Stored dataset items
//! A small CSS-like selector language for locating form elements.
//!
//! Supported: tag names, `#id`, `.class`, `[attr]`, `[attr=value]` (value
//! optionally quoted), and the descendant combinator (whitespace).

use std::fmt;
use std::str::FromStr;

use thiserror::Error;

use crate::element::Element;

#[derive(Debug, Clone, PartialEq, Eq, Error)]
pub enum SelectorError {
    #[error("selector is empty")]
    Empty,

    #[error("unexpected character '{ch}' at position {pos} in selector '{selector}'")]
    UnexpectedChar {
        selector: String,
        ch: char,
        pos: usize,
    },

    #[error("unterminated attribute selector in '{selector}'")]
    UnterminatedAttribute { selector: String },

    #[error("expected a name after '{prefix}' at position {pos} in selector '{selector}'")]
    MissingName {
        selector: String,
        prefix: char,
        pos: usize,
    },
}

#[derive(Debug, Clone, PartialEq, Eq)]
struct AttrMatch {
    name: String,
    value: Option<String>,
}

/// One compound selector, e.g. `input.email[name=email]`.
#[derive(Debug, Clone, Default, PartialEq, Eq)]
struct Compound {
    tag: Option<String>,
    id: Option<String>,
    classes: Vec<String>,
    attrs: Vec<AttrMatch>,
}

impl Compound {
    fn matches(&self, el: &Element) -> bool {
        if let Some(tag) = &self.tag
            && !el.tag_name().eq_ignore_ascii_case(tag)
        {
            return false;
        }
        if let Some(id) = &self.id
            && &el.id != id
        {
            return false;
        }
        if !self.classes.iter().all(|c| el.has_class(c)) {
            return false;
        }
        self.attrs.iter().all(|attr| match (el.attribute(&attr.name), &attr.value) {
            (None, _) => false,
            (Some(_), None) => true,
            (Some(actual), Some(expected)) => &actual == expected,
        })
    }
}

/// A parsed selector: a chain of compounds joined by descendant combinators.
#[derive(Debug, Clone, PartialEq, Eq)]
pub struct Selector {
    source: String,
    compounds: Vec<Compound>,
}

impl Selector {
    pub fn parse(input: &str) -> Result<Self, SelectorError> {
        Parser::new(input).parse()
    }

    pub fn as_str(&self) -> &str {
        &self.source
    }

    /// Whether `el` matches, given its ancestors from the root down to its parent.
    pub fn matches(&self, el: &Element, ancestors: &[&Element]) -> bool {
        let Some((last, rest)) = self.compounds.split_last() else {
            return false;
        };
        if !last.matches(el) {
            return false;
        }

        // Greedy right-to-left walk is exact for descendant-only chains.
        let mut remaining = rest.iter().rev().peekable();
        for ancestor in ancestors.iter().rev() {
            match remaining.peek() {
                Some(compound) if compound.matches(ancestor) => {
                    remaining.next();
                }
                Some(_) => {}
                None => break,
            }
        }
        remaining.peek().is_none()
    }
}

impl FromStr for Selector {
    type Err = SelectorError;

    fn from_str(s: &str) -> Result<Self, Self::Err> {
        Self::parse(s)
    }
}

impl fmt::Display for Selector {
    fn fmt(&self, f: &mut fmt::Formatter<'_>) -> fmt::Result {
        f.write_str(&self.source)
    }
}

struct Parser<'a> {
    source: &'a str,
    chars: Vec<char>,
    pos: usize,
}

impl<'a> Parser<'a> {
    fn new(source: &'a str) -> Self {
        Self {
            source,
            chars: source.chars().collect(),
            pos: 0,
        }
    }

    fn parse(mut self) -> Result<Selector, SelectorError> {
        let mut compounds = Vec::new();

        loop {
            self.skip_whitespace();
            if self.peek().is_none() {
                break;
            }
            compounds.push(self.compound()?);
        }

        if compounds.is_empty() {
            return Err(SelectorError::Empty);
        }

        Ok(Selector {
            source: self.source.trim().to_string(),
            compounds,
        })
    }

    fn compound(&mut self) -> Result<Compound, SelectorError> {
        let mut compound = Compound::default();

        if self.peek().is_some_and(is_name_char) {
            compound.tag = Some(self.name());
        } else if self.peek() == Some('*') {
            self.pos += 1;
        }

        while let Some(ch) = self.peek() {
            match ch {
                '#' => compound.id = Some(self.prefixed_name('#')?),
                '.' => compound.classes.push(self.prefixed_name('.')?),
                '[' => compound.attrs.push(self.attribute()?),
                c if c.is_whitespace() => break,
                c => return Err(self.unexpected(c)),
            }
        }

        Ok(compound)
    }

    fn prefixed_name(&mut self, prefix: char) -> Result<String, SelectorError> {
        let start = self.pos;
        self.pos += 1;
        if !self.peek().is_some_and(is_name_char) {
            return Err(SelectorError::MissingName {
                selector: self.source.to_string(),
                prefix,
                pos: start,
            });
        }
        Ok(self.name())
    }

    fn attribute(&mut self) -> Result<AttrMatch, SelectorError> {
        self.pos += 1; // [
        self.skip_whitespace();
        if !self.peek().is_some_and(is_name_char) {
            return match self.peek() {
                Some(c) => Err(self.unexpected(c)),
                None => Err(self.unterminated()),
            };
        }
        let name = self.name();
        self.skip_whitespace();

        let value = match self.peek() {
            Some(']') => None,
            Some('=') => {
                self.pos += 1;
                self.skip_whitespace();
                Some(self.attribute_value()?)
            }
            Some(c) => return Err(self.unexpected(c)),
            None => return Err(self.unterminated()),
        };

        self.skip_whitespace();
        match self.peek() {
            Some(']') => {
                self.pos += 1;
                Ok(AttrMatch { name, value })
            }
            Some(c) => Err(self.unexpected(c)),
            None => Err(self.unterminated()),
        }
    }

    fn attribute_value(&mut self) -> Result<String, SelectorError> {
        match self.peek() {
            Some(quote @ ('"' | '\'')) => {
                self.pos += 1;
                let mut value = String::new();
                loop {
                    match self.peek() {
                        Some(c) if c == quote => {
                            self.pos += 1;
                            return Ok(value);
                        }
                        Some(c) => {
                            value.push(c);
                            self.pos += 1;
                        }
                        None => return Err(self.unterminated()),
                    }
                }
            }
            Some(c) if is_name_char(c) => Ok(self.name()),
            Some(c) => Err(self.unexpected(c)),
            None => Err(self.unterminated()),
        }
    }

    fn name(&mut self) -> String {
        let mut name = String::new();
        while let Some(c) = self.peek().filter(|c| is_name_char(*c)) {
            name.push(c);
            self.pos += 1;
        }
        name
    }

    fn skip_whitespace(&mut self) {
        while self.peek().is_some_and(char::is_whitespace) {
            self.pos += 1;
        }
    }

    fn peek(&self) -> Option<char> {
        self.chars.get(self.pos).copied()
    }

    fn unexpected(&self, ch: char) -> SelectorError {
        SelectorError::UnexpectedChar {
            selector: self.source.to_string(),
            ch,
            pos: self.pos,
        }
    }

    fn unterminated(&self) -> SelectorError {
        SelectorError::UnterminatedAttribute {
            selector: self.source.to_string(),
        }
    }
}

fn is_name_char(c: char) -> bool {
    c.is_alphanumeric() || c == '-' || c == '_'
}

#[cfg(test)]
mod tests {
    use super::*;

    #[test]
    fn test_parse_compound() {
        let selector = Selector::parse("input.email[name='email']").unwrap();
        assert_eq!(selector.compounds.len(), 1);
        let compound = &selector.compounds[0];
        assert_eq!(compound.tag.as_deref(), Some("input"));
        assert_eq!(compound.classes, vec!["email".to_string()]);
        assert_eq!(compound.attrs[0].value.as_deref(), Some("email"));
    }

    #[test]
    fn test_parse_descendant_chain() {
        let selector = Selector::parse("  form   .fname ").unwrap();
        assert_eq!(selector.compounds.len(), 2);
        assert_eq!(selector.as_str(), "form   .fname");
    }

    #[test]
    fn test_parse_errors() {
        assert_eq!(Selector::parse("   "), Err(SelectorError::Empty));
        assert!(matches!(
            Selector::parse("input[name"),
            Err(SelectorError::UnterminatedAttribute { .. })
        ));
        assert!(matches!(
            Selector::parse(".a>.b"),
            Err(SelectorError::UnexpectedChar { ch: '>', .. })
        ));
        assert!(matches!(
            Selector::parse("#"),
            Err(SelectorError::MissingName { prefix: '#', .. })
        ));
    }
}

YOUR TASK
Look through the entries and find each line that has the string "source". Copy those lines.

RESPONSE
    source: String,
        &self.source
        f.write_str(&self.source)
    source: &'a str,
    fn new(source: &'a str) -> Self {
            source,
            chars: source.chars().collect(),
            source: self.source.trim().to_string(),
                selector: self.source.to_string(),
            selector: self.source.to_string(),
            selector: self.source.to_string(),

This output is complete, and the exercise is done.